Due to the high productivity of cold seep ecosystems, sediments often exhibit significant enrichment of organic compounds, particularly biomacromolecules. Notably, refractory biomacromolecules like chitin can serve as a valuable resource for the local microbial community within cold seep sediments. However, our understanding of the roles of these biomacromolecules and the associated organotrophs in geochemical cycling within cold seeps remains limited. In this study, we aimed to investigate the metabolism of biomacromolecules by key participants involved in geochemical cycles. To achieve this, we analyzed 225 nonredundant metagenome assembled genomes (MAGs) obtained from Haima cold seep sediments. Our findings revealed distinct niche preferences among taxa involved in sulfur and nitrogen cycling, with a preference for active or extinct seep habitats.

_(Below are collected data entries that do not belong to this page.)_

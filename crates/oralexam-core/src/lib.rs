//! oralexam-core — question, answer and grading pipeline.
//!
//! This crate holds the data model, the corpus and provider traits, prompt
//! composition, the retrying model gateway, the grading evaluator and the
//! session state machine that ties them together.

pub mod cancel;
pub mod composer;
pub mod corpus;
pub mod error;
pub mod evaluator;
pub mod gateway;
pub mod model;
pub mod rubric;
pub mod session;
pub mod traits;

#[cfg(test)]
mod test_support;

pub use cancel::{cancel_pair, CancelHandle, CancelToken};
pub use error::{CancelReason, ExamError, ProviderError, SessionError, Stage};
pub use session::{ExamRunner, ExamSettings, Session, SessionState, SessionSummary, TurnView};
//! Ollama (local LLM) provider implementation.

use std::time::Instant;

use async_trait::async_trait;
use serde::{Deserialize, Serialize};
use tracing::instrument;

use oralexam_core::traits::{GenerateRequest, GenerateResponse, LlmProvider, ModelInfo, TokenUsage};

use crate::error::{build_client, status_error, ProviderError};

const DEFAULT_BASE_URL: &str = "http://localhost:11434";
const DEFAULT_TIMEOUT_SECS: u64 = 300; // Local vision models are slow

/// Model name prefixes known to accept images.
const VISION_MODEL_PREFIXES: &[&str] = &["llava", "llama3.2-vision", "gemma3", "qwen2.5vl", "minicpm-v"];

/// Ollama local LLM provider.
pub struct OllamaProvider {
    base_url: String,
    client: reqwest::Client,
}

impl OllamaProvider {
    pub fn new(base_url: &str) -> Result<Self, ProviderError> {
        let base = if base_url.is_empty() {
            DEFAULT_BASE_URL
        } else {
            base_url
        };

        Ok(Self {
            base_url: base.trim_end_matches('/').to_string(),
            client: build_client(DEFAULT_TIMEOUT_SECS)?,
        })
    }

    fn unreachable(&self) -> ProviderError {
        ProviderError::NetworkError(format!(
            "Ollama not reachable at {}. Is it running? Start with: ollama serve",
            self.base_url
        ))
    }
}

#[derive(Serialize)]
struct OllamaRequest {
    model: String,
    messages: Vec<OllamaMessage>,
    stream: bool,
    options: OllamaOptions,
}

#[derive(Serialize)]
struct OllamaMessage {
    role: &'static str,
    content: String,
    /// Base64-encoded images (user message only).
    #[serde(skip_serializing_if = "Option::is_none")]
    images: Option<Vec<String>>,
}

#[derive(Serialize)]
struct OllamaOptions {
    temperature: f64,
    num_predict: u32,
}

#[derive(Deserialize)]
struct OllamaResponse {
    message: OllamaResponseMessage,
    model: String,
    #[serde(default)]
    prompt_eval_count: Option<u32>,
    #[serde(default)]
    eval_count: Option<u32>,
}

#[derive(Deserialize)]
struct OllamaResponseMessage {
    content: String,
}

#[derive(Deserialize)]
struct OllamaTagsResponse {
    models: Vec<OllamaModelEntry>,
}

#[derive(Deserialize)]
struct OllamaModelEntry {
    name: String,
}

fn build_body(request: &GenerateRequest) -> OllamaRequest {
    let mut messages = Vec::with_capacity(2);
    if let Some(system) = &request.system_prompt {
        messages.push(OllamaMessage {
            role: "system",
            content: system.clone(),
            images: None,
        });
    }
    let images = (!request.images.is_empty())
        .then(|| request.images.iter().map(|i| i.data_base64.clone()).collect());
    messages.push(OllamaMessage {
        role: "user",
        content: request.prompt.clone(),
        images,
    });

    OllamaRequest {
        model: request.model.clone(),
        messages,
        stream: false,
        options: OllamaOptions {
            temperature: request.temperature,
            num_predict: request.max_tokens,
        },
    }
}

fn is_vision_model(name: &str) -> bool {
    VISION_MODEL_PREFIXES.iter().any(|p| name.starts_with(p))
}

#[async_trait]
impl LlmProvider for OllamaProvider {
    fn name(&self) -> &str {
        "ollama"
    }

    #[instrument(skip(self, request), fields(model = %request.model, images = request.images.len()))]
    async fn generate(&self, request: &GenerateRequest) -> anyhow::Result<GenerateResponse> {
        let start = Instant::now();
        let body = build_body(request);

        let response = self
            .client
            .post(format!("{}/api/chat", self.base_url))
            .json(&body)
            .send()
            .await
            .map_err(|e| {
                if e.is_timeout() {
                    ProviderError::Timeout(DEFAULT_TIMEOUT_SECS)
                } else if e.is_connect() {
                    self.unreachable()
                } else {
                    ProviderError::NetworkError(e.to_string())
                }
            })?;

        let status = response.status().as_u16();
        if status == 404 {
            return Err(ProviderError::ModelNotFound(format!(
                "Model '{}' not found locally. Pull it with: ollama pull {}",
                request.model, request.model
            ))
            .into());
        }
        if status >= 400 {
            let body = response.text().await.unwrap_or_default();
            return Err(status_error(status, None, &body, &request.model).into());
        }

        let api_response: OllamaResponse = response
            .json()
            .await
            .map_err(|e| ProviderError::MalformedBody(format!("failed to parse response: {e}")))?;

        let latency_ms = start.elapsed().as_millis() as u64;
        let prompt_tokens = api_response.prompt_eval_count.unwrap_or(0);
        let completion_tokens = api_response.eval_count.unwrap_or(0);

        Ok(GenerateResponse {
            content: api_response.message.content,
            model: api_response.model,
            token_usage: TokenUsage {
                prompt_tokens,
                completion_tokens,
                total_tokens: prompt_tokens + completion_tokens,
            },
            latency_ms,
        })
    }

    fn available_models(&self) -> Vec<ModelInfo> {
        // Local models are only known at runtime; see `list_models_async`.
        vec![]
    }
}

impl OllamaProvider {
    /// Fetch the models pulled into the Ollama instance.
    pub async fn list_models_async(&self) -> anyhow::Result<Vec<ModelInfo>> {
        let response = self
            .client
            .get(format!("{}/api/tags", self.base_url))
            .send()
            .await
            .map_err(|_| self.unreachable())?;

        let tags: OllamaTagsResponse = response
            .json()
            .await
            .map_err(|e| ProviderError::MalformedBody(format!("failed to parse tags response: {e}")))?;

        Ok(tags
            .models
            .into_iter()
            .map(|m| ModelInfo {
                id: m.name.clone(),
                vision: is_vision_model(&m.name),
                name: m.name,
                provider: "ollama".into(),
                max_context: 0,
            })
            .collect())
    }
}

#[cfg(test)]
mod tests {
    use super::*;
    use oralexam_core::model::MediaType;
    use oralexam_core::traits::ImageInput;
    use wiremock::matchers::{body_partial_json, method, path};
    use wiremock::{Mock, MockServer, ResponseTemplate};

    fn request(images: Vec<ImageInput>) -> GenerateRequest {
        GenerateRequest {
            model: "llava:13b".into(),
            prompt: "Describe the figure as an exam question.".into(),
            system_prompt: None,
            images,
            max_tokens: 256,
            temperature: 0.2,
        }
    }

    #[tokio::test]
    async fn sends_images_array() {
        let server = MockServer::start().await;

        let response_body = serde_json::json!({
            "message": {"role": "assistant", "content": "Which hormone peaks at ovulation?"},
            "model": "llava:13b",
            "prompt_eval_count": 30,
            "eval_count": 15
        });

        Mock::given(method("POST"))
            .and(path("/api/chat"))
            .and(body_partial_json(serde_json::json!({
                "stream": false,
                "options": {"num_predict": 256},
                "messages": [{"role": "user", "images": ["R0lGOD"]}]
            })))
            .respond_with(ResponseTemplate::new(200).set_body_json(&response_body))
            .expect(1)
            .mount(&server)
            .await;

        let provider = OllamaProvider::new(&server.uri()).unwrap();
        let image = ImageInput {
            media_type: MediaType::Gif,
            data_base64: "R0lGOD".into(),
        };
        let response = provider.generate(&request(vec![image])).await.unwrap();

        assert!(response.content.contains("ovulation"));
        assert_eq!(response.token_usage.prompt_tokens, 30);
        assert_eq!(response.token_usage.total_tokens, 45);
    }

    #[tokio::test]
    async fn model_not_found() {
        let server = MockServer::start().await;

        Mock::given(method("POST"))
            .and(path("/api/chat"))
            .respond_with(ResponseTemplate::new(404).set_body_string("model not found"))
            .mount(&server)
            .await;

        let provider = OllamaProvider::new(&server.uri()).unwrap();
        let err = provider.generate(&request(vec![])).await.unwrap_err();
        assert!(err.to_string().contains("not found"));
        assert!(err.downcast_ref::<ProviderError>().unwrap().is_permanent());
    }

    #[tokio::test]
    async fn dynamic_model_listing() {
        let server = MockServer::start().await;

        let response_body = serde_json::json!({
            "models": [
                {"name": "llava:13b", "size": 8000000000_u64},
                {"name": "llama3.1:8b", "size": 4700000000_u64}
            ]
        });

        Mock::given(method("GET"))
            .and(path("/api/tags"))
            .respond_with(ResponseTemplate::new(200).set_body_json(&response_body))
            .mount(&server)
            .await;

        let provider = OllamaProvider::new(&server.uri()).unwrap();
        let models = provider.list_models_async().await.unwrap();
        assert_eq!(models.len(), 2);
        assert_eq!(models[0].id, "llava:13b");
        assert!(models[0].vision);
        assert!(!models[1].vision);
    }
}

Additionally, many of these taxa were found to possess genes enabling the utilization of hydrocarbons and various biomacromolecules, such as proteins, nucleic acids, and polysaccharides. These observations strongly suggest the potential contribution of organotrophs to the geochemical cycling processes within cold seeps. Of particular interest, we identified a prevalent MAG in both active and extinct seep habitats that exhibited genes associated with chitin degradation, dissimilatory nitrate reduction to ammonia (DNRA), and nitrogen fixation. This suggests its potential role in coupling carbon and nitrogen cycling through the utilization of chitin. Further enzymatic analysis indicated a slightly increased activity of the encoded chitinase under high pressure (15 MPa) and low temperature (4 ℃) conditions, indicating the adaptation of chitinase to the deep-sea environment. Collectively, our work shed light on the contribution of biomacromolecules in geochemical cycling of carbon, nitrogen, and sulfur in deep-sea environment, proposing chitin as a long-term carbon and ammonia resource in cold seeps.
 

Biomacromolecule,Geochemical cycling,Chitin,Chitinase